Chicago magazine

THE PLANET PLANET HUNTER

for billions of years, our planet was nothing like Earth. It was Earth, of course. But if you looked at it from space, it kind of resembled a giant orange jawbreaker.

Most people don’t realize that Earth’s atmosphere wasn’t always the one we have right now. Its first atmosphere presumably had a lot of hydrogen gas, which was very quickly (relative to the planet’s 4.5-billion-year history) stripped away by solar wind. Earth regenerated a new atmosphere of primarily carbon dioxide, and maybe some water vapor and nitrogen, but no oxygen.

Yet there was life on the planet—anaerobic organisms to which oxygen was poisonous. Eventually, though, the cyanobacteria present in huge numbers on Earth’s surface began to produce oxygen as a byproduct of photosynthesis, and it built up in the atmosphere, causing a mass extinction. Life shifted into a different phase. Fueled by that oxygen, it evolved, became more complex. Advanced life on Earth, the air that we breathe, we owe to cyanobacteria from more than 2.5 billion years ago.

Jacob Bean, an astronomer and astrophysicist at the University of Chicago, is explaining all this to me in his fifth-floor office in the William Eckhardt Research Center, a gleaming glass building at 56th and Ellis. He speaks with a round and genial Southern accent that sounds like Matt Damon playing a farmer. Standing 5-foot-9, Bean, 43, has a strong jaw, a shaved head, and the posture of a cactus. Wearing a cream-colored sweater, dark jeans, and lime-aqua Hoka sneakers, he looks like a personal trainer, not someone who cocreated a pioneering astronomical instrument called MAROON-X, a much-flashier name than what it stands for: “M dwarf Advanced Radial velocity Observer Of Neighboring eXoplanets.”

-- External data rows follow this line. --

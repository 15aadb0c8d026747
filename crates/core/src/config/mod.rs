//! Application configuration with layered loading.
//!
//! This module provides configuration management using figment for layered
//! configuration loading from multiple sources:
//!
//! 1. Environment variables (`CACHE_DIR`, `CACHE_DISABLE`, `OUTPUT_FORMAT`)
//! 2. TOML config file (if `ARTICLED_CONFIG_FILE` set)
//! 3. Built-in defaults

use std::fmt;
use std::path::PathBuf;
use std::str::FromStr;
use std::time::Duration;

use figment::{
    Figment,
    providers::{Env, Format, Serialized, Toml},
};
use serde::{Deserialize, Serialize};

mod validation;

pub use validation::ConfigError;

use crate::Error;

/// Requested shape of the `content` field in the output record.
#[derive(Debug, Clone, Copy, PartialEq, Eq, Serialize, Deserialize)]
#[serde(rename_all = "lowercase")]
pub enum OutputFormat {
    /// Cleaned article HTML, verbatim from the structural extractor.
    Html,
    /// The same HTML converted to Markdown.
    Markdown,
}

impl OutputFormat {
    pub fn as_str(self) -> &'static str {
        match self {
            OutputFormat::Html => "html",
            OutputFormat::Markdown => "markdown",
        }
    }
}

impl fmt::Display for OutputFormat {
    fn fmt(&self, f: &mut fmt::Formatter<'_>) -> fmt::Result {
        f.write_str(self.as_str())
    }
}

impl FromStr for OutputFormat {
    type Err = Error;

    fn from_str(s: &str) -> Result<Self, Self::Err> {
        match s {
            "html" => Ok(OutputFormat::Html),
            "markdown" => Ok(OutputFormat::Markdown),
            other => Err(Error::Config(format!(
                "unknown output format {other:?} (expected \"html\" or \"markdown\")"
            ))),
        }
    }
}

/// Application configuration with layered loading.
///
/// Loading precedence (highest wins):
/// 1. Environment variables (`CACHE_DIR`, `CACHE_DISABLE`, `OUTPUT_FORMAT`)
/// 2. TOML config file (if `ARTICLED_CONFIG_FILE` set)
/// 3. Built-in defaults
#[derive(Debug, Clone, Serialize, Deserialize)]
pub struct AppConfig {
    /// Cache directory for fetched pages.
    ///
    /// Set via the `CACHE_DIR` environment variable.
    #[serde(default = "default_cache_dir")]
    pub cache_dir: PathBuf,

    /// Raw `CACHE_DISABLE` value; any non-empty value bypasses the cache
    /// and forces every fetch onto the network.
    #[serde(default)]
    pub cache_disable: Option<String>,

    /// Output format for extracted content, `html` or `markdown`.
    ///
    /// Set via the `OUTPUT_FORMAT` environment variable.
    #[serde(default = "default_output_format")]
    pub output_format: String,

    /// User-Agent string sent with HTTP requests.
    #[serde(default = "default_user_agent")]
    pub user_agent: String,

    /// Maximum bytes to fetch per request.
    #[serde(default = "default_max_bytes")]
    pub max_bytes: usize,

    /// HTTP request timeout in milliseconds.
    #[serde(default = "default_timeout_ms")]
    pub timeout_ms: u64,

    /// Maximum number of redirects to follow.
    #[serde(default = "default_max_redirects")]
    pub max_redirects: usize,
}

fn default_cache_dir() -> PathBuf {
    PathBuf::from("scrape_cache")
}

fn default_output_format() -> String {
    "html".into()
}

fn default_user_agent() -> String {
    // Real Firefox UA; some sites serve stripped-down pages to bot agents.
    "Mozilla/5.0 (Windows NT 10.0; Win64; x64; rv:109.0) Gecko/20100101 Firefox/115.0".into()
}

fn default_max_bytes() -> usize {
    5_242_880 // 5MB
}

fn default_timeout_ms() -> u64 {
    20_000
}

fn default_max_redirects() -> usize {
    10
}

impl Default for AppConfig {
    fn default() -> Self {
        Self {
            cache_dir: default_cache_dir(),
            cache_disable: None,
            output_format: default_output_format(),
            user_agent: default_user_agent(),
            max_bytes: default_max_bytes(),
            timeout_ms: default_timeout_ms(),
            max_redirects: default_max_redirects(),
        }
    }
}

impl AppConfig {
    /// Timeout as Duration for use with reqwest/tokio.
    pub fn timeout(&self) -> Duration {
        Duration::from_millis(self.timeout_ms)
    }

    /// Whether fetched pages should be cached.
    ///
    /// Any non-empty `CACHE_DISABLE` value disables the cache; `0` and
    /// `false` are no exception. Unset or empty leaves caching on.
    pub fn cache_enabled(&self) -> bool {
        !self.cache_disable.as_deref().is_some_and(|v| !v.is_empty())
    }

    /// Parsed output format.
    ///
    /// # Errors
    ///
    /// Returns `Error::Config` if `output_format` is not `html` or
    /// `markdown`.
    pub fn output_format(&self) -> Result<OutputFormat, Error> {
        self.output_format.parse()
    }

    /// Load configuration from all sources with layered precedence.
    ///
    /// Priority (highest wins):
    /// 1. Environment variables `CACHE_DIR`, `CACHE_DISABLE`, `OUTPUT_FORMAT`
    /// 2. TOML file from `ARTICLED_CONFIG_FILE` (if set)
    /// 3. Built-in defaults via `Default::default()`
    ///
    /// # Errors
    ///
    /// Returns `ConfigError` if:
    /// - Configuration file cannot be read
    /// - Environment variables cannot be parsed
    /// - Validation fails after loading
    pub fn load() -> Result<Self, ConfigError> {
        let mut figment = Figment::from(Serialized::defaults(Self::default()));

        if let Ok(config_path) = std::env::var("ARTICLED_CONFIG_FILE") {
            figment = figment.merge(Toml::file(&config_path));
        }

        figment = figment.merge(
            Env::raw()
                .only(&["CACHE_DIR", "CACHE_DISABLE", "OUTPUT_FORMAT"])
                .map(|key| key.as_str().to_lowercase().into()),
        );

        let config: Self = figment.extract().map_err(|e| ConfigError::LoadFailed(e.to_string()))?;

        config.validate()?;

        Ok(config)
    }
}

For now, ignore what any of that means except for the last word. “Exoplanet” is short for “extrasolar planet,” denoting any planet outside our solar system — that is, not orbiting our sun. Astronomers estimate there are 100 billion stars in our galaxy alone, nearly all orbited by at least one planet, and 100 billion galaxies in the known universe. That’s a lot of planets! And endless avenues of inquiry for Bean, whose specialty is exoplanets. “It’s called job security,” Bean says.

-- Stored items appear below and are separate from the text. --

//! The fixed output record shape.

use serde::{Deserialize, Serialize};

/// Normalized extraction result, one per processed URL.
///
/// Always carries all fourteen fields: values the pipeline does not compute
/// are serialized as explicit nulls (or their hard-coded constants), never
/// omitted, so downstream consumers can rely on the shape regardless of
/// which extraction path supplied the data.
#[derive(Debug, Clone, Serialize, Deserialize)]
pub struct NormalizedRecord {
    pub title: Option<String>,
    pub author: Option<String>,
    pub date_published: Option<String>,
    /// Not produced by this pipeline.
    pub dek: Option<String>,
    /// Not produced by this pipeline.
    pub lead_image_url: Option<String>,
    /// Article content, HTML or Markdown depending on the requested format.
    pub content: String,
    /// Pagination is not implemented.
    pub next_page_url: Option<String>,
    /// Echo of the input URL or path.
    pub url: String,
    /// Not computed.
    pub domain: Option<String>,
    pub excerpt: Option<String>,
    /// Not computed; always 0.
    pub word_count: u32,
    /// Hard coded.
    pub direction: String,
    /// Hard coded.
    pub total_pages: u32,
    /// Hard coded.
    pub rendered_pages: u32,
}
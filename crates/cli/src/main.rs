//! articled entry point.
//!
//! Takes zero or more URLs (or local HTML paths) as positional arguments
//! and prints each input followed by its normalized record as indented
//! JSON. Configuration comes entirely from the environment (`CACHE_DIR`,
//! `CACHE_DISABLE`, `OUTPUT_FORMAT`); no flags are parsed. Logging goes to
//! stderr so stdout stays clean for the records. Any failure aborts the
//! run; records already printed stay printed.

use anyhow::Result;
use tracing_subscriber::EnvFilter;

use articled_client::Pipeline;
use articled_core::AppConfig;

#[tokio::main]
async fn main() -> Result<()> {
    tracing_subscriber::fmt()
        .with_env_filter(EnvFilter::from_default_env())
        .with_writer(std::io::stderr)
        .init();

    let config = AppConfig::load()?;
    tracing::info!(
        version = env!("CARGO_PKG_VERSION"),
        cache_dir = %config.cache_dir.display(),
        output_format = %config.output_format,
        "starting articled"
    );

    let pipeline = Pipeline::new(&config)?;

    for url in std::env::args().skip(1) {
        let record = pipeline.run(&url, &config.output_format).await?;
        println!("{url}");
        println!("{}", serde_json::to_string_pretty(&record)?);
    }

    Ok(())
}
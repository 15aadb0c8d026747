//! Readable content extraction and two-source merge.
//!
//! Two external capabilities feed one normalized record:
//!
//! - The structural extractor (Readability-style) isolates the main article
//!   HTML and supplies the `content` field unconditionally, but loses the
//!   document head and with it most metadata.
//! - The metadata extractor reads title/author/date from the page head; its
//!   own notion of content is unreliable and never used.
//!
//! The merge rules and fallback live in [`merge`]. Both capabilities sit
//! behind traits so the engines can be swapped without touching the merge
//! code, and so the metadata capability can be absent at runtime.

pub mod merge;
pub mod metadata;
pub mod record;

use scraper::{Html, Selector};

use articled_core::Error;

pub use merge::ExtractionMerger;
pub use metadata::{MetaTagExtractor, MetadataBundle, MetadataExtractor, NoMetadataExtractor};
pub use record::NormalizedRecord;

/// Output of the structural content extractor.
#[derive(Debug, Clone)]
pub struct StructuralContent {
    /// Main article content as cleaned HTML.
    pub content_html: String,
    /// Cleaned-up title, boilerplate (site name, separators) stripped.
    pub short_title: String,
    /// The document's full, unmodified title.
    pub full_title: String,
}

/// Stable extractor trait for structural content extraction.
///
/// This allows swapping the extraction engine later without changing
/// pipeline code.
pub trait ContentExtractor: Send + Sync {
    /// Isolate the main readable article from a full HTML document.
    fn extract(&self, html: &str, url: Option<&str>) -> Result<StructuralContent, Error>;
}

/// dom_smoothie-based (Readability.js port) extractor implementation.
pub struct ReadableExtractor {
    version: &'static str,
}

impl ReadableExtractor {
    pub fn new() -> Self {
        Self { version: "dom_smoothie@0.14" }
    }

    /// Engine identifier, for logging.
    pub fn version(&self) -> &'static str {
        self.version
    }
}

impl Default for ReadableExtractor {
    fn default() -> Self {
        Self::new()
    }
}

impl ContentExtractor for ReadableExtractor {
    fn extract(&self, html: &str, url: Option<&str>) -> Result<StructuralContent, Error> {
        if html.trim().is_empty() {
            return Err(Error::Extract("empty document".into()));
        }

        // The full <title> has to be recovered before Readability runs; the
        // parsed article no longer carries the document head.
        let full_title = document_title(html);

        let mut readability = dom_smoothie::Readability::new(html, url, None)
            .map_err(|e| Error::Extract(format!("failed to parse HTML: {}", e)))?;
        let article = readability
            .parse()
            .map_err(|e| Error::Extract(format!("extraction failed: {}", e)))?;

        let short_title = article.title.to_string();
        let full_title = full_title.unwrap_or_else(|| short_title.clone());

        tracing::debug!(engine = self.version, title = %short_title, "structural extraction done");

        Ok(StructuralContent { content_html: article.content.to_string(), short_title, full_title })
    }
}

/// Raw text of the document's `<title>` element, if present and non-empty.
fn document_title(html: &str) -> Option<String> {
    let doc = Html::parse_document(html);
    let selector = Selector::parse("title").ok()?;
    let text: String = doc.select(&selector).next()?.text().collect();
    let trimmed = text.trim();
    if trimmed.is_empty() { None } else { Some(trimmed.to_string()) }
}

For a long time, exoplanet science was a fringe sector of astrophysics. When Bean was a graduate student in the mid-2000s, virtually no one wanted to concentrate in it. Since then, however, aspiring astrophysicists have come to realize that exoplanets are the key to understanding not just the nature of planets but the evolution of Earth’s atmosphere, helping us fill in the gaps of our knowledge about our planet’s past and even its future. Today, Bean surmises that exoplanet specialists make up roughly 25 percent of the field. And within that community, he’s on the forefront. “He’s one of the world leaders in the field, without question,” says Sara Seager, an astrophysicist at the Massachusetts Institute of Technology.

In addition to running the university’s Bean Exoplanet Group, a nine-person research team, Bean coleads the Early Science Release Program on the James Webb Space Telescope, the trailblazing, paradigmshifting instrument that launched in late 2021. That means he’s one of some 300 scientists who get the first look at data generated by the telescope, which he analyzes for atmospheric characterization of exoplanets.

It’s a good position to be in, because the telescope promises to revolutionize our understanding of these mysterious worlds. Astronomers have identified more than 5,000 exoplanets, but they don’t know all that much about them. With Webb, Bean and his colleagues will be able to observe these far-flung planets in greater detail than ever, allowing them to uncover new truths about how planets, including our own, form and evolve — and someday, perhaps, to discover other habitable worlds beyond our solar system. Maybe even another planet like Earth.